Neben Goethe ist der Name Schillers einer der beiden wohl bekanntesten Namen deutscher Literaturgeschichte. Gemeinsam mit Goethe prägte er die Weimarer Klassik. Seine Werke erfreuen sich bis heute höchster Bekanntheit und Beliebtheit.

Johann Christoph Friedrich Schiller wurde am 10. November 1759 als jüngeres von zwei Kindern in Marbach am Neckar geboren. Nach dem Elementarunterricht bei einem Pfarrer in Lorch und dem Umzug der Familie nach Ludwigsburg besuchte er dort die Lateinschule. Bereits 1772 versuchte sich Schiller an seinen ersten Trauerspielen („Die Christen und Absalom“), die jedoch nicht überliefert sind.

1773 trat er auf Wunsch des Herzogs in die Militärakademie ein, wo er zunächst Jura und später Medizin studierte. Heimlich las Schiller damals Shakespeare, Rousseau und Klopstock und arbeitete an den ersten Szenen seiner „Räuber“. Seine erste Dissertation im Jahr 1779 wurde vom Herzog abgelehnt und Schiller musste eine Neufassung einreichen, bevor er 1780 sein Studium an der Militärakademie abschließen konnte und Militärarzt wurde.

Entstehung siner berühmtesten Werke

Schillers Stück „Die Räuber“, inzwischen für das Theater umgeschrieben und anonym veröffentlicht, wurde 1782 erstmals am Mannheimer Nationaltheater uraufgeführt und hatte großen Erfolg.
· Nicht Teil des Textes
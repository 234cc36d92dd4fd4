//! Amazon SES notifications delivered through SNS

use super::{from_json, invalid, timestamp_or_now, Correlation, ParsedWebhook};
use notifuse_common::Result;
use notifuse_storage::models::{EmailEventType, EmailProviderKind, WebhookEvent};
use serde::Deserialize;
use serde_json::{Map, Value};
use tracing::debug;

const KIND: EmailProviderKind = EmailProviderKind::Ses;

/// SNS HTTP(S) envelope
#[derive(Debug, Deserialize)]
struct SnsEnvelope {
    #[serde(rename = "Type")]
    message_type: String,
    #[serde(rename = "Message", default)]
    message: String,
    #[serde(rename = "SubscribeURL")]
    subscribe_url: Option<String>,
}

#[derive(Debug, Deserialize)]
#[serde(rename_all = "camelCase")]
struct SesNotification {
    notification_type: Option<String>,
    event_type: Option<String>,
    #[serde(default)]
    mail: SesMail,
    bounce: Option<SesBounce>,
    complaint: Option<SesComplaint>,
    delivery: Option<SesDelivery>,
}

#[derive(Debug, Default, Deserialize)]
#[serde(rename_all = "camelCase")]
struct SesMail {
    message_id: Option<String>,
    #[serde(default)]
    destination: Vec<String>,
    tags: Option<Map<String, Value>>,
}

#[derive(Debug, Deserialize)]
#[serde(rename_all = "camelCase")]
struct SesBounce {
    #[serde(default)]
    bounce_type: String,
    #[serde(default)]
    bounce_sub_type: String,
    #[serde(default)]
    bounced_recipients: Vec<SesBouncedRecipient>,
    timestamp: Option<String>,
}

#[derive(Debug, Deserialize)]
#[serde(rename_all = "camelCase")]
struct SesBouncedRecipient {
    email_address: String,
    diagnostic_code: Option<String>,
}

#[derive(Debug, Deserialize)]
#[serde(rename_all = "camelCase")]
struct SesComplaint {
    #[serde(default)]
    complained_recipients: Vec<SesRecipient>,
    complaint_feedback_type: Option<String>,
    timestamp: Option<String>,
}

#[derive(Debug, Deserialize)]
#[serde(rename_all = "camelCase")]
struct SesRecipient {
    email_address: String,
}

#[derive(Debug, Deserialize)]
#[serde(rename_all = "camelCase")]
struct SesDelivery {
    #[serde(default)]
    recipients: Vec<String>,
    timestamp: Option<String>,
}

/// Parse an SNS delivery.
///
/// Subscription housekeeping and unrecognized SES message types produce no
/// events. A `SubscriptionConfirmation` reports its `SubscribeURL`.
pub fn parse(payload: &[u8], integration_id: &str) -> Result<ParsedWebhook> {
    let value: Value = from_json(KIND, payload)?;

    // Direct SES event (no SNS envelope)
    if value.get("Type").is_none() {
        return parse_notification(value, integration_id).map(ParsedWebhook::events);
    }

    let envelope: SnsEnvelope = serde_json::from_value(value).map_err(|e| invalid(KIND, e))?;

    match envelope.message_type.as_str() {
        "SubscriptionConfirmation" => {
            let url = envelope
                .subscribe_url
                .filter(|u| !u.is_empty())
                .ok_or_else(|| invalid(KIND, "subscription confirmation without SubscribeURL"))?;
            Ok(ParsedWebhook {
                events: Vec::new(),
                subscription_confirmation: Some(url),
            })
        }
        "UnsubscribeConfirmation" => Ok(ParsedWebhook::default()),
        "Notification" => {
            // SES publishes a plain-text message when validating a topic
            let Ok(message) = serde_json::from_str::<Value>(&envelope.message) else {
                debug!(message = %envelope.message, "Ignoring non-JSON SNS notification");
                return Ok(ParsedWebhook::default());
            };
            parse_notification(message, integration_id).map(ParsedWebhook::events)
        }
        other => {
            debug!(message_type = %other, "Ignoring SNS message type");
            Ok(ParsedWebhook::default())
        }
    }
}

fn parse_notification(message: Value, integration_id: &str) -> Result<Vec<WebhookEvent>> {
    let raw_payload = message.to_string();
    let notification: SesNotification =
        serde_json::from_value(message).map_err(|e| invalid(KIND, e))?;

    let kind = notification
        .notification_type
        .as_deref()
        .or(notification.event_type.as_deref())
        .unwrap_or_default();

    let correlation = Correlation::from_map(notification.mail.tags.as_ref());
    let message_id = correlation.resolve_message_id(notification.mail.message_id.clone());
    let first_destination = notification.mail.destination.first().cloned();

    let event = match kind {
        "Bounce" => {
            let bounce = notification
                .bounce
                .ok_or_else(|| invalid(KIND, "bounce notification without bounce object"))?;
            let recipient = bounce.bounced_recipients.first();
            let email = recipient
                .map(|r| r.email_address.clone())
                .or(first_destination)
                .unwrap_or_default();
            let diagnostic = recipient
                .and_then(|r| r.diagnostic_code.clone())
                .unwrap_or_default();

            WebhookEvent::new(
                EmailEventType::Bounce,
                KIND,
                integration_id,
                email,
                message_id,
                timestamp_or_now(bounce.timestamp.as_deref()),
                raw_payload,
            )
            .with_bounce(bounce.bounce_type, bounce.bounce_sub_type, diagnostic)
        }
        "Complaint" => {
            let complaint = notification
                .complaint
                .ok_or_else(|| invalid(KIND, "complaint notification without complaint object"))?;
            let email = complaint
                .complained_recipients
                .first()
                .map(|r| r.email_address.clone())
                .or(first_destination)
                .unwrap_or_default();

            WebhookEvent::new(
                EmailEventType::Complaint,
                KIND,
                integration_id,
                email,
                message_id,
                timestamp_or_now(complaint.timestamp.as_deref()),
                raw_payload,
            )
            .with_complaint(complaint.complaint_feedback_type.unwrap_or_default())
        }
        "Delivery" => {
            let delivery = notification
                .delivery
                .ok_or_else(|| invalid(KIND, "delivery notification without delivery object"))?;
            let email = delivery
                .recipients
                .first()
                .cloned()
                .or(first_destination)
                .unwrap_or_default();

            WebhookEvent::new(
                EmailEventType::Delivered,
                KIND,
                integration_id,
                email,
                message_id,
                timestamp_or_now(delivery.timestamp.as_deref()),
                raw_payload,
            )
        }
        other => {
            debug!(notification_type = %other, "Ignoring SES notification type");
            return Ok(Vec::new());
        }
    };

    Ok(vec![correlation.apply(event)])
}

#[cfg(test)]
mod tests {
    use super::*;
    use pretty_assertions::assert_eq;
    use serde_json::json;

    fn sns(message: Value) -> Vec<u8> {
        json!({
            "Type": "Notification",
            "MessageId": "sns-1",
            "TopicArn": "arn:aws:sns:us-east-1:123:ses",
            "Message": message.to_string()
        })
        .to_string()
        .into_bytes()
    }

    fn mail() -> Value {
        json!({
            "messageId": "ses-msg-1",
            "destination": ["user@example.com"],
            "tags": {
                "notifuse_message_id": ["msg-42"],
                "notifuse_broadcast_id": ["b-9"]
            }
        })
    }

    #[test]
    fn test_delivery() {
        let payload = sns(json!({
            "notificationType": "Delivery",
            "mail": mail(),
            "delivery": {
                "recipients": ["user@example.com"],
                "timestamp": "2024-05-01T12:00:00.000Z"
            }
        }));

        let parsed = parse(&payload, "int-1").unwrap();
        let event = &parsed.events[0];
        assert_eq!(event.event_type, EmailEventType::Delivered);
        assert_eq!(event.recipient_email, "user@example.com");
        assert_eq!(event.message_id.as_deref(), Some("msg-42"));
        assert_eq!(event.broadcast_id.as_deref(), Some("b-9"));
        assert_eq!(event.integration_id, "int-1");
        assert_eq!(event.timestamp.to_rfc3339(), "2024-05-01T12:00:00+00:00");
    }

    #[test]
    fn test_bounce_uses_first_recipient_diagnostic() {
        let payload = sns(json!({
            "eventType": "Bounce",
            "mail": mail(),
            "bounce": {
                "bounceType": "Permanent",
                "bounceSubType": "General",
                "bouncedRecipients": [
                    {"emailAddress": "user@example.com", "diagnosticCode": "smtp; 550 5.1.1 user unknown"},
                    {"emailAddress": "other@example.com", "diagnosticCode": "ignored"}
                ],
                "timestamp": "2024-05-01T12:00:00Z"
            }
        }));

        let event = parse(&payload, "int-1").unwrap().events.remove(0);
        assert_eq!(event.event_type, EmailEventType::Bounce);
        assert_eq!(event.bounce_type.as_deref(), Some("Permanent"));
        assert_eq!(event.bounce_category.as_deref(), Some("General"));
        assert_eq!(
            event.bounce_diagnostic.as_deref(),
            Some("smtp; 550 5.1.1 user unknown")
        );
    }

    #[test]
    fn test_complaint() {
        let payload = sns(json!({
            "notificationType": "Complaint",
            "mail": {"messageId": "ses-msg-2", "destination": ["user@example.com"]},
            "complaint": {
                "complainedRecipients": [{"emailAddress": "user@example.com"}],
                "complaintFeedbackType": "abuse"
            }
        }));

        let event = parse(&payload, "int-1").unwrap().events.remove(0);
        assert_eq!(event.event_type, EmailEventType::Complaint);
        assert_eq!(event.complaint_feedback_type.as_deref(), Some("abuse"));
        assert_eq!(event.message_id.as_deref(), Some("ses-msg-2"));
    }

    #[test]
    fn test_subscription_confirmation_reports_url() {
        let payload = json!({
            "Type": "SubscriptionConfirmation",
            "Message": "You have chosen to subscribe",
            "SubscribeURL": "https://sns.us-east-1.amazonaws.com/?Action=ConfirmSubscription"
        })
        .to_string();

        let parsed = parse(payload.as_bytes(), "int-1").unwrap();
        assert!(parsed.events.is_empty());
        assert_eq!(
            parsed.subscription_confirmation.as_deref(),
            Some("https://sns.us-east-1.amazonaws.com/?Action=ConfirmSubscription")
        );
    }

    #[test]
    fn test_housekeeping_yields_no_events() {
        let unsubscribe = json!({"Type": "UnsubscribeConfirmation", "Message": "bye"}).to_string();
        assert!(parse(unsubscribe.as_bytes(), "i").unwrap().events.is_empty());

        let validation = json!({
            "Type": "Notification",
            "Message": "Successfully validated SNS topic for Amazon SES event publishing."
        })
        .to_string();
        assert!(parse(validation.as_bytes(), "i").unwrap().events.is_empty());

        let unknown = sns(json!({"eventType": "Open", "mail": mail()}));
        assert!(parse(&unknown, "i").unwrap().events.is_empty());
    }

    #[test]
    fn test_malformed_body_is_error() {
        assert!(parse(b"not json", "i").is_err());
    }
}
//! Common types for Notifuse

use chrono::{DateTime, Utc};
use serde::{Deserialize, Serialize};

/// Unique identifier for workspaces
pub type WorkspaceId = String;

/// Unique identifier for broadcasts
pub type BroadcastId = String;

/// Unique identifier for integrations
pub type IntegrationId = String;

/// Identifier of one sent email in message history
pub type MessageId = String;

/// Unique identifier for users
pub type UserId = String;

/// Timestamp wrapper
pub type Timestamp = DateTime<Utc>;

/// Correlation tag carrying our own message id through a provider
pub const MESSAGE_ID_TAG: &str = "notifuse_message_id";

/// Correlation tag carrying the originating broadcast id
pub const BROADCAST_ID_TAG: &str = "notifuse_broadcast_id";

/// Correlation tag carrying the originating transactional notification id
pub const TRANSACTIONAL_ID_TAG: &str = "notifuse_transactional_id";

/// Maximum length of a status-info string stored with message history
pub const STATUS_INFO_MAX_LEN: usize = 255;

/// Default page size for list operations
pub const DEFAULT_PAGE_LIMIT: i64 = 50;

/// Hard cap on page size for list operations
pub const MAX_PAGE_LIMIT: i64 = 100;

/// Normalized limit/offset pair
#[derive(Debug, Clone, Copy, PartialEq, Eq, Serialize, Deserialize)]
pub struct Pagination {
    pub limit: i64,
    pub offset: i64,
}

impl Pagination {
    /// Apply defaults: limit 50 when not positive, capped at 100; offset 0 when negative
    pub fn normalize(limit: i64, offset: i64) -> Self {
        let limit = if limit <= 0 {
            DEFAULT_PAGE_LIMIT
        } else {
            limit.min(MAX_PAGE_LIMIT)
        };
        Self {
            limit,
            offset: offset.max(0),
        }
    }
}

impl Default for Pagination {
    fn default() -> Self {
        Self::normalize(0, 0)
    }
}

/// Authenticated user
#[derive(Debug, Clone, PartialEq, Eq, Serialize, Deserialize)]
pub struct User {
    pub id: UserId,
    pub workspace_id: WorkspaceId,
    pub name: Option<String>,
}

/// Truncate a string to at most `max` characters without splitting a code point
pub fn truncate_chars(value: &str, max: usize) -> String {
    match value.char_indices().nth(max) {
        Some((idx, _)) => value[..idx].to_string(),
        None => value.to_string(),
    }
}

#[cfg(test)]
mod tests {
    use super::*;

    #[test]
    fn test_pagination_defaults() {
        assert_eq!(Pagination::normalize(0, 0).limit, 50);
        assert_eq!(Pagination::normalize(-3, 0).limit, 50);
        assert_eq!(Pagination::normalize(150, 0).limit, 100);
        assert_eq!(Pagination::normalize(20, -5), Pagination { limit: 20, offset: 0 });
    }

    #[test]
    fn test_truncate_chars() {
        let long = "x".repeat(300);
        assert_eq!(truncate_chars(&long, STATUS_INFO_MAX_LEN).len(), 255);
        assert_eq!(truncate_chars("short", 255), "short");
        assert_eq!(truncate_chars("héllo", 2), "hé");
    }
}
Wegen seiner Anwesenheit bei der Aufführung und einer weiteren unerlaubten Reise nach Mannheim ließ der Herzog Schiller verhaften und verbot ihm jegliche weitere dichterische Betätigung. Schiller floh daraufhin aus der Garnison und fand auf Umwegen 1783 schließlich eine Unterkunft bei Henriette von Wolzogen. In dieser Zeit stellte Schiller das spätere „Kabale und Liebe“ fertig.

Friedrich von Schiller verliebte sich unglücklich in Charlotte von Wolzogen und reiste daraufhin nach Mannheim, wo er schwer erkrankte. Während seiner Zeit in Mannheim verliebte sich Schiller erneut unglücklich, diesmal in Charlotte von Kalb. 1788 reiste Schiller erstmals nach Jena, wo er Goethe kennenlernte. Auf dessen Rat wurde er für eine Geschichtsprofessur an die dortige Universität berufen und hielt seine heute bekannte Vorlesung „Was heißt und zu welchem Ende studiert man Universalgeschichte?“

1789 verlobte sich Friedrich von Schiller mit Charlotte von Lengefeld, die er ein Jahr später heiratete. Aus der Ehe gingen zwei Töchter hervor. 1791 erkrankte Friedrich Schiller an einer Lungen- und Rippenfellentzündung, von der er sich nie richtig erholen sollte. Ein Jahr darauf nahm er eine intensive Auseinandersetzung mit den Arbeiten Kants auf, die großen Einfluss auf ihn hatten. Im Jahr 1794 intensivierte sich die Freundschaft zu Goethe und Schiller begründete die literarische Zeitschrift „Die Horen“. 1796 erschien der Musenalmanach. Die Jahre waren geprägt von mehrmaligen Umzügen und Schillers Krankheit. Dennoch war Schiller stets literarisch tätig. Unter anderem entstanden „Wallenstein“, „Don Juan“ und „Die Jungfrau von Orleans“.

Nach der Fertigstellung von „Wilhelm Tell“ 1804 begann Schiller die Arbeiten zu „Demetrius“. Jedoch erkrankte er erneut schwer und starb schließlich am 9. Mai 1805 in Weimar.